If a task consists of a sequence of choices in which there are p selections for the first choice, q selections for the second choice, r selections for the third choice, and so on, then the task of making these selections can be done in p . q . r .......... different ways.

The Factorial DEFINITION

If n >= 0 is an integer, the factorial symbol, n !, is defined as follows: n! = n(n - 1) ... 3 x 2 x 1 remember : 0! = 1 && 1! = 1 For example, 2! = 2 x 1 = 2, 3! = 3 x 2 x 1 = 6, 4! = 4 x 3 x 2 x 1 = 24, and so on.

Solve Counting Problems Using Combinations Definition - Combination :

A combination is a collection, without regard to order, in which r objects are chosen from n distinct objects with r <= n and without repetition. The symbol nCr represents the number of combinations of n distinct objects taken r at a time. In a permutation, order is important. For example, the arrangements ABC and BAC are considered different arrangements of the letters A, B, and C. If order is unimportant, we do not distinguish ABC from BAC. In poker, the order in which the cards are received does not matter. The combination of the cards is what matters.

Example 4: The Travelling Salesperson Problem You have just been hired as a book representative for Pearson Education. On your first day, you must travel to seven schools to introduce yourself. How many different routes are possible?

Approach Call the seven schools A, B, C, D, E, F, and G. School A can be visited first, second, third, fourth, fifth, sixth, or seventh. So, there are seven choices for school A. There are six choices for school B, five choices for school C, and so on. Use the Multiplication Rule and the factorial to find the solution.

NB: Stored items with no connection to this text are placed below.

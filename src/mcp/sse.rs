//! Minimal `text/event-stream` decoding for Streamable HTTP replies.

#[derive(Debug, Clone, Default, PartialEq, Eq)]
pub struct SseEvent {
    pub event: Option<String>,
    pub id: Option<String>,
    pub data: String,
}

/// Split a complete SSE body into events. Comment lines are dropped and
/// multi-line `data:` fields are joined with `\n`.
pub fn parse_events(body: &str) -> Vec<SseEvent> {
    let mut events = Vec::new();
    let mut current = SseEvent::default();
    let mut has_data = false;

    for line in body.lines() {
        let line = line.strip_suffix('\r').unwrap_or(line);

        if line.is_empty() {
            if has_data {
                events.push(std::mem::take(&mut current));
            } else {
                current = SseEvent::default();
            }
            has_data = false;
            continue;
        }

        if line.starts_with(':') {
            continue;
        }

        let (field, value) = match line.split_once(':') {
            Some((field, value)) => (field, value.strip_prefix(' ').unwrap_or(value)),
            None => (line, ""),
        };

        match field {
            "data" => {
                if has_data {
                    current.data.push('\n');
                }
                current.data.push_str(value);
                has_data = true;
            }
            "event" => current.event = Some(value.to_string()),
            "id" => current.id = Some(value.to_string()),
            _ => {}
        }
    }

    // A stream may end without the trailing blank line.
    if has_data {
        events.push(current);
    }

    events
}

Solution : 7 x 6 x 5 x 4 x 3 x 2 x 1 = 7! = 5040 different routes are possible.

Example 6 :Betting on the horse racing Problem : In how many ways can horses in a 10-horse race finish first, second, and third?

Approach: The 10 horses are distinct. Once a horse crosses the finish line, that horse will not cross the finish line again, and, in a race, finishing order is important. We have a permutation of 10 objects taken 3 at a time. Solution: The top three horses can finish a 10-horse race in 10P3 = 10!/(10 - 3)! =10!/7! =10 x 9 x 8 x 7!/7! = 10 x 9 x 8 = 720 ways

Example 9 :DNA Sequence Problem A DNA sequence consists of a series of letters representing a DNA strand that spells out the genetic code. There are four possible letters (A, C, G, and T). How many distinguishable sequences can be formed using two As, two Cs, three Gs, and one T?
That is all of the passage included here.